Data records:
↓↓↓
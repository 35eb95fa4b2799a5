use axum::{
    async_trait,
    body::Body,
    extract::{FromRequestParts, State},
    http::{header, request::Parts, Request},
    middleware::Next,
    response::Response,
};
use serde::Serialize;
use std::sync::Arc;

use crate::error::AuthError;
use crate::models::role::{self, Role};
use crate::services::token::TokenCodec;
use crate::AppState;

/// 守卫通过后挂在请求上的身份信息
#[derive(Debug, Clone, Serialize)]
pub struct Identity {
    pub user_id: i32,
    pub email: String,
    pub roles: Vec<String>,
}

/// RequireRole 的允许角色列表
#[derive(Debug, Clone, Copy)]
pub struct RequiredRoles(pub &'static [Role]);

/// 解析 `Authorization: Bearer <token>` 并验证令牌
pub fn authorize(auth_header: Option<&str>, codec: &TokenCodec) -> Result<Identity, AuthError> {
    let auth_header = auth_header.ok_or(AuthError::MissingToken)?;

    let token = auth_header
        .strip_prefix("Bearer ")
        .filter(|t| !t.is_empty() && !t.contains(char::is_whitespace))
        .ok_or(AuthError::InvalidAuthHeader)?;

    let claims = codec.verify_access_token(token)?;

    Ok(Identity {
        user_id: claims.user_id,
        email: claims.email,
        roles: claims.roles,
    })
}

pub fn check_roles(held: &[String], allowed: &[Role]) -> Result<(), AuthError> {
    if role::intersects(held, allowed) {
        Ok(())
    } else {
        Err(AuthError::Forbidden)
    }
}

/// 认证守卫
pub async fn guard(
    State(state): State<Arc<AppState>>,
    mut req: Request<Body>,
    next: Next,
) -> Result<Response, AuthError> {
    // 1. 提取 Authorization Header，非 ASCII 按格式错误处理
    let auth_header = match req.headers().get(header::AUTHORIZATION) {
        Some(value) => Some(value.to_str().map_err(|_| AuthError::InvalidAuthHeader)?),
        None => None,
    };

    // 2. 验证令牌
    let identity = authorize(auth_header, &state.codec)?;
    tracing::debug!(user_id = identity.user_id, "请求认证通过");

    // 3. 身份写入请求上下文
    req.extensions_mut().insert(identity);
    Ok(next.run(req).await)
}

/// 角色守卫，必须挂在 [`guard`] 之后
pub async fn require_role(
    State(allowed): State<RequiredRoles>,
    req: Request<Body>,
    next: Next,
) -> Result<Response, AuthError> {
    let identity = req
        .extensions()
        .get::<Identity>()
        .ok_or(AuthError::MissingIdentity)?;

    if let Err(e) = check_roles(&identity.roles, allowed.0) {
        tracing::warn!(
            user_id = identity.user_id,
            roles = ?identity.roles,
            required = ?allowed.0,
            "权限不足"
        );
        return Err(e);
    }
    Ok(next.run(req).await)
}

#[async_trait]
impl<S> FromRequestParts<S> for Identity
where
    S: Send + Sync,
{
    type Rejection = AuthError;

    async fn from_request_parts(parts: &mut Parts, _state: &S) -> Result<Self, Self::Rejection> {
        parts
            .extensions
            .get::<Identity>()
            .cloned()
            .ok_or(AuthError::MissingIdentity)
    }
}

#[cfg(test)]
mod tests {
    use super::*;

    const TEST_SECRET: &str = "test-secret-key-for-jwt-testing-minimum-32-chars";

    fn roles(names: &[&str]) -> Vec<String> {
        names.iter().map(|s| s.to_string()).collect()
    }

    #[test]
    fn test_missing_and_malformed_headers() {
        let codec = TokenCodec::new(TEST_SECRET);

        assert!(matches!(authorize(None, &codec), Err(AuthError::MissingToken)));
        for bad in ["", "Bearer", "Bearer ", "bearer abc", "Basic abc", "Token abc", "Bearer a b"] {
            assert!(
                matches!(authorize(Some(bad), &codec), Err(AuthError::InvalidAuthHeader)),
                "header {:?} should be rejected before verification",
                bad
            );
        }
    }

    #[test]
    fn test_valid_bearer_yields_identity() {
        let codec = TokenCodec::new(TEST_SECRET);
        let token = codec
            .issue_access_token(5, "s@example.com", &roles(&["user", "seller"]))
            .unwrap();

        let identity = authorize(Some(format!("Bearer {}", token).as_str()), &codec).unwrap();
        assert_eq!(identity.user_id, 5);
        assert_eq!(identity.email, "s@example.com");
        assert_eq!(identity.roles, roles(&["user", "seller"]));
    }

    #[test]
    fn test_invalid_token_rejected() {
        let codec = TokenCodec::new(TEST_SECRET);
        let err = authorize(Some("Bearer invalid.token.here"), &codec).unwrap_err();
        assert!(err.is_unauthorized());
    }

    #[test]
    fn test_require_admin() {
        assert!(matches!(
            check_roles(&roles(&["user", "seller"]), &[Role::Admin]),
            Err(AuthError::Forbidden)
        ));
        assert!(check_roles(&roles(&["user", "seller", "admin"]), &[Role::Admin]).is_ok());
        assert!(check_roles(&roles(&["user", "seller"]), &[Role::Seller, Role::Admin]).is_ok());
        assert!(check_roles(&roles(&["user"]), &[Role::Seller, Role::Admin]).is_err());
    }
}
↑↑↑
Scan the entries above and copy each line where "Forbidden" occurs.

**Task output:**
        Err(AuthError::Forbidden)
            Err(AuthError::Forbidden)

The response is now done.